Cuando les preguntamos
en 2019,
un 57% declaraba depender total o parcialmente de los ingresos de otras personas para vivir, y casi la mitad (un 47%) consideraba que la juventud en España ha sido excluida de la vida económica y social. los datos oficiales corroboran esta tendencia hacia la vulnerabilidad, situando a las personas de 16 a 29 años en España en
el grupo con mayor porcentaje en riesgo de pobreza y/o exclusión social, de un 33,8% para las mujeres y un 29,7% para los hombres (tasa Arope 2019, INE). En términos laborales, la Encuesta de Población Activa (EPA) muestra que ese mismo grupo de edad ha sido el que más destrucción de empleo ha tenido que soportar durante la crisis actual, alcanzando una tasa de paro del 31,43% en el tercer trimestre de 2020.

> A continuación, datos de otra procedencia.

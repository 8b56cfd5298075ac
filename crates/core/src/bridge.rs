use std::path::Path;
use std::sync::Arc;
use std::time::Duration;

use bridge_protocol::{
	BotChannelStatus, BrowserStatus, ChannelHint, DialogAction, ElementMatch, FillResult, NavigateAction,
	NavigateResult, Screenshot, ScrollDirection, SnapshotResult, Tab, UserChannelStatus,
};
use serde_json::Value;
use tracing::{debug, info, warn};

use crate::actions::{
	ClickOptions, ClickTarget, DEFAULT_SCROLL_AMOUNT, DEFAULT_WAIT_TIMEOUT_MS, ScreenshotOptions, SnapshotOptions,
	TabHandle,
};
use crate::channel::{BotBrowser, BrowserChannel, Channel, ExtensionChannel, select_channel};
use crate::config::{ActionTiming, BridgeConfig};
use crate::error::{BridgeError, Result};
use crate::relay::RelayHub;

/// Entry point for every browser action.
///
/// Each call takes an optional [`ChannelHint`]; the channel is chosen per call
/// from the hint and whether an extension is connected at that moment.
#[derive(Clone)]
pub struct Bridge {
	hub: RelayHub,
	extension: ExtensionChannel,
	bot: Arc<BotBrowser>,
	timing: ActionTiming,
}

impl Bridge {
	pub fn new(config: &BridgeConfig) -> Self {
		Self::from_parts(
			RelayHub::new(config.relay.clone()),
			BotBrowser::from_config(&config.bot),
			config.timing,
		)
	}

	pub fn from_parts(hub: RelayHub, bot: BotBrowser, timing: ActionTiming) -> Self {
		Self {
			extension: ExtensionChannel::new(hub.clone()),
			hub,
			bot: Arc::new(bot),
			timing,
		}
	}

	pub fn hub(&self) -> &RelayHub {
		&self.hub
	}

	pub fn bot(&self) -> &BotBrowser {
		&self.bot
	}

	pub async fn select(&self, hint: Option<ChannelHint>) -> Result<Channel> {
		select_channel(hint, self.hub.is_extension_connected().await)
	}

	async fn channel(&self, hint: Option<ChannelHint>) -> Result<&dyn BrowserChannel> {
		let channel: &dyn BrowserChannel = match self.select(hint).await? {
			Channel::Extension => &self.extension,
			Channel::Bot => self.bot.as_ref(),
		};
		Ok(channel)
	}

	async fn tab<'a>(&'a self, hint: Option<ChannelHint>, tab_id: &'a str, action: &str) -> Result<TabHandle<'a>> {
		let channel = self.channel(hint).await?;
		debug!(target = "bridge.actions", action, channel = channel.kind().as_str(), tab = tab_id, "dispatching");
		Ok(TabHandle::new(channel, tab_id, self.timing))
	}

	/// Both channels, queried independently. Never launches a browser; a
	/// channel that errors is reported as disconnected or not running.
	pub async fn get_status(&self) -> BrowserStatus {
		let connected = self.hub.is_extension_connected().await;
		let user = UserChannelStatus {
			connected,
			tabs: if connected { self.hub.tabs().await } else { Vec::new() },
		};

		let bot = match self.bot.tabs().await {
			Ok(tabs) => BotChannelStatus { running: true, tabs },
			Err(err) => {
				debug!(target = "bridge.status", port = self.bot.port(), error = %err, "bot browser not reachable");
				BotChannelStatus::default()
			}
		};

		BrowserStatus { user, bot }
	}

	pub async fn launch_bot_browser(&self, headless: Option<bool>, url: Option<&str>) -> Result<String> {
		let message = self.bot.launch(headless, url).await?;
		info!(target = "bridge.bot", %message, "launch requested");
		Ok(message)
	}

	pub async fn list_tabs(&self, hint: Option<ChannelHint>) -> Result<Vec<Tab>> {
		self.channel(hint).await?.list_tabs().await
	}

	pub async fn snapshot(
		&self,
		hint: Option<ChannelHint>,
		tab_id: &str,
		options: &SnapshotOptions,
	) -> Result<SnapshotResult> {
		self.tab(hint, tab_id, "snapshot").await?.snapshot(options).await
	}

	pub async fn find_elements(
		&self,
		hint: Option<ChannelHint>,
		tab_id: &str,
		query: &str,
	) -> Result<Vec<ElementMatch>> {
		self.tab(hint, tab_id, "find").await?.find_elements(query).await
	}

	pub async fn click_element(
		&self,
		hint: Option<ChannelHint>,
		tab_id: &str,
		target: &ClickTarget,
		options: ClickOptions,
	) -> Result<()> {
		self.tab(hint, tab_id, "click").await?.click(target, options).await
	}

	pub async fn fill_form(
		&self,
		hint: Option<ChannelHint>,
		tab_id: &str,
		reference: &str,
		value: &str,
	) -> Result<FillResult> {
		self.tab(hint, tab_id, "fill").await?.fill(reference, value).await
	}

	pub async fn press_key(&self, hint: Option<ChannelHint>, tab_id: &str, key: &str) -> Result<()> {
		self.tab(hint, tab_id, "press").await?.press_key(key).await
	}

	/// `amount` defaults to [`DEFAULT_SCROLL_AMOUNT`] pixels.
	pub async fn scroll(
		&self,
		hint: Option<ChannelHint>,
		tab_id: &str,
		direction: ScrollDirection,
		amount: Option<f64>,
		reference: Option<&str>,
	) -> Result<()> {
		let amount = amount.unwrap_or(DEFAULT_SCROLL_AMOUNT);
		if !amount.is_finite() || amount < 0.0 {
			return Err(BridgeError::InvalidInput(format!("invalid scroll amount: {amount}")));
		}
		self.tab(hint, tab_id, "scroll")
			.await?
			.scroll(direction, amount, reference)
			.await
	}

	/// `timeout_ms` defaults to [`DEFAULT_WAIT_TIMEOUT_MS`].
	pub async fn wait_for_text(
		&self,
		hint: Option<ChannelHint>,
		tab_id: &str,
		text: &str,
		timeout_ms: Option<u64>,
	) -> Result<bool> {
		let timeout = Duration::from_millis(timeout_ms.unwrap_or(DEFAULT_WAIT_TIMEOUT_MS));
		self.tab(hint, tab_id, "wait").await?.wait_for_text(text, timeout).await
	}

	pub async fn handle_dialog(
		&self,
		hint: Option<ChannelHint>,
		tab_id: &str,
		action: DialogAction,
		prompt_text: Option<&str>,
	) -> Result<()> {
		self.tab(hint, tab_id, "dialog")
			.await?
			.handle_dialog(action, prompt_text)
			.await
	}

	pub async fn upload_file(
		&self,
		hint: Option<ChannelHint>,
		tab_id: &str,
		reference: &str,
		file_path: &Path,
	) -> Result<()> {
		self.tab(hint, tab_id, "upload")
			.await?
			.upload_file(reference, file_path)
			.await
	}

	pub async fn screenshot(
		&self,
		hint: Option<ChannelHint>,
		tab_id: &str,
		options: ScreenshotOptions,
	) -> Result<Screenshot> {
		self.tab(hint, tab_id, "screenshot").await?.screenshot(options).await
	}

	pub async fn navigate(
		&self,
		hint: Option<ChannelHint>,
		tab_id: &str,
		action: NavigateAction,
		url: Option<&str>,
	) -> Result<NavigateResult> {
		self.tab(hint, tab_id, "navigate").await?.navigate(action, url).await
	}

	pub async fn evaluate(&self, hint: Option<ChannelHint>, tab_id: &str, expression: &str) -> Result<Value> {
		self.tab(hint, tab_id, "evaluate").await?.evaluate(expression).await
	}

	/// Runs a tool implemented by the extension itself. User channel only.
	pub async fn call_extension_tool(&self, name: &str, args: Value, tab_id: Option<&str>) -> Result<Value> {
		if !self.hub.is_extension_connected().await {
			return Err(BridgeError::ChannelUnavailable(format!(
				"extension tool {name} requires a connected browser extension"
			)));
		}
		debug!(target = "bridge.actions", tool = name, tab = ?tab_id, "calling extension tool");
		self.hub.call_tool(name, args, tab_id).await.inspect_err(|err| {
			warn!(target = "bridge.actions", tool = name, error = %err, "extension tool failed");
		})
	}
}

#[cfg(test)]
mod tests {
	use std::net::TcpListener;

	use serde_json::json;

	use super::*;
	use crate::config::BotConfig;
	use crate::relay::{ExtensionLink, Outbound};

	/// A bot channel pointed at a port nothing listens on, with a browser
	/// executable that cannot start.
	fn offline_config() -> BridgeConfig {
		let port = TcpListener::bind("127.0.0.1:0").unwrap().local_addr().unwrap().port();
		BridgeConfig {
			bot: BotConfig {
				port,
				executable: Some("/nonexistent/browser".into()),
				launch_timeout_ms: 200,
				..Default::default()
			},
			..Default::default()
		}
	}

	/// Answers `Runtime.evaluate` with the number 2 and tools with their args.
	fn spawn_extension(hub: RelayHub, mut link: ExtensionLink) {
		tokio::spawn(async move {
			while let Some(Outbound::Text(text)) = link.outbound.recv().await {
				let request: Value = serde_json::from_str(&text).unwrap();
				let Some(id) = request["id"].as_u64() else { continue };
				let result = match request["method"].as_str() {
					Some("executeTool") => json!({ "tool": request["params"]["name"], "args": request["params"]["args"] }),
					_ => json!({ "result": { "type": "number", "value": 2 } }),
				};
				let reply = json!({ "id": id, "result": result });
				hub.handle_extension_message(&reply.to_string()).await.unwrap();
			}
		});
	}

	async fn attach(hub: &RelayHub, session_id: &str, target_id: &str) {
		let event = json!({
			"method": "forwardCDPEvent",
			"params": {
				"method": "Target.attachedToTarget",
				"params": {
					"sessionId": session_id,
					"targetInfo": { "targetId": target_id, "type": "page", "title": "Inbox", "url": "https://mail.test/" },
				},
			},
		});
		hub.handle_extension_message(&event.to_string()).await.unwrap();
	}

	#[tokio::test]
	async fn status_with_nothing_running() {
		let bridge = Bridge::new(&offline_config());
		assert_eq!(bridge.get_status().await, BrowserStatus::default());
	}

	#[tokio::test]
	async fn status_reports_extension_tabs_and_missing_bot() {
		let bridge = Bridge::new(&offline_config());
		let _link = bridge.hub().connect_extension().await.unwrap();
		attach(bridge.hub(), "S1", "T1").await;

		let status = bridge.get_status().await;
		assert!(status.user.connected);
		assert_eq!(status.user.tabs.len(), 1);
		assert_eq!(status.user.tabs[0].id, "T1");
		assert_eq!(status.user.tabs[0].session_id.as_deref(), Some("S1"));
		assert!(!status.bot.running);
		assert!(status.bot.tabs.is_empty());
	}

	#[tokio::test]
	async fn channel_selection_follows_the_extension() {
		let bridge = Bridge::new(&offline_config());
		assert_eq!(bridge.select(None).await.unwrap(), Channel::Bot);
		assert!(matches!(
			bridge.select(Some(ChannelHint::User)).await,
			Err(BridgeError::ChannelUnavailable(_))
		));

		let _link = bridge.hub().connect_extension().await.unwrap();
		assert_eq!(bridge.select(None).await.unwrap(), Channel::Extension);
		assert_eq!(bridge.select(Some(ChannelHint::Bot)).await.unwrap(), Channel::Bot);
	}

	#[tokio::test]
	async fn forced_user_channel_without_extension_is_unavailable() {
		let bridge = Bridge::new(&offline_config());
		let err = bridge
			.evaluate(Some(ChannelHint::User), "T1", "document.title")
			.await
			.unwrap_err();
		assert_eq!(err.code(), "CHANNEL_UNAVAILABLE");
	}

	#[tokio::test]
	async fn evaluate_runs_through_the_extension() {
		let bridge = Bridge::new(&offline_config());
		let link = bridge.hub().connect_extension().await.unwrap();
		attach(bridge.hub(), "S1", "T1").await;
		spawn_extension(bridge.hub().clone(), link);

		let value = bridge.evaluate(None, "T1", "1 + 1").await.unwrap();
		assert_eq!(value, json!(2));

		let err = bridge.evaluate(None, "T9", "1 + 1").await.unwrap_err();
		assert!(matches!(err, BridgeError::TargetNotFound(ref id) if id == "T9"));
	}

	#[tokio::test]
	async fn extension_tools_need_the_extension() {
		let bridge = Bridge::new(&offline_config());
		let err = bridge
			.call_extension_tool("tabs_context", json!({}), None)
			.await
			.unwrap_err();
		assert!(matches!(err, BridgeError::ChannelUnavailable(_)));

		let link = bridge.hub().connect_extension().await.unwrap();
		spawn_extension(bridge.hub().clone(), link);
		let result = bridge
			.call_extension_tool("read_console", json!({ "limit": 5 }), Some("T1"))
			.await
			.unwrap();
		assert_eq!(result, json!({ "tool": "read_console", "args": { "limit": 5 } }));
	}

	#[tokio::test]
	async fn bot_tabs_fail_when_nothing_listens() {
		let bridge = Bridge::new(&offline_config());
		let err = bridge.list_tabs(Some(ChannelHint::Bot)).await.unwrap_err();
		assert_eq!(err.code(), "CHANNEL_UNAVAILABLE");
	}

	#[tokio::test]
	async fn negative_scroll_amount_is_rejected() {
		let bridge = Bridge::new(&offline_config());
		let err = bridge
			.scroll(None, "T1", ScrollDirection::Down, Some(-5.0), None)
			.await
			.unwrap_err();
		assert!(matches!(err, BridgeError::InvalidInput(_)));
	}
}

Ante semejantes retos estructurales, ¿qué estrategias manejan? En un ejercicio de imaginación, pedimos a un grupo de jóvenes proyectarse hacia el futuro, dibujar expectativas y especificar demandas. El panorama que aparece, inevitablemente teñido de incertidumbre, viene de la mano de una apuesta por la formación, donde el sistema educativo tiene una ingente tarea, pues declaran que necesitarán habilidades tecnológicas que hoy no se adquieren en la educación formal. El escenario estará marcado por el
desarrollo tecnológico, entendido como un desarrollo eficiente vinculado a la practicidad, a mejoras que faciliten la vida diaria (un 39,8% sostiene esta idea), ahorren tiempo (27,9%) y que esté orientado hacia el ahorro de recursos energéticos (25,8%) y el respeto al medioambiente (23%). Y lo que indudablemente se impone como reacción o actitud personal es un
"presentismo militante casi por obligación", gestos que hablan de
la necesidad de ser flexibles, de adaptarse a situaciones y posibilidades difíciles, imprevisibles y en cambio constante; de reciclarse y reinventarse como única opción ante la incertidumbre y como vacuna contra la frustración; invertir en formación (quienes pueden y en la medida de sus posibilidades), pero con alternativas ante las decisiones adoptadas, con
planes B y una continua revisión de expectativas que hacen posible percibir el futuro de manera menos negativa, todo ello asociado a sensaciones como la curiosidad, la esperanza e incluso la motivación.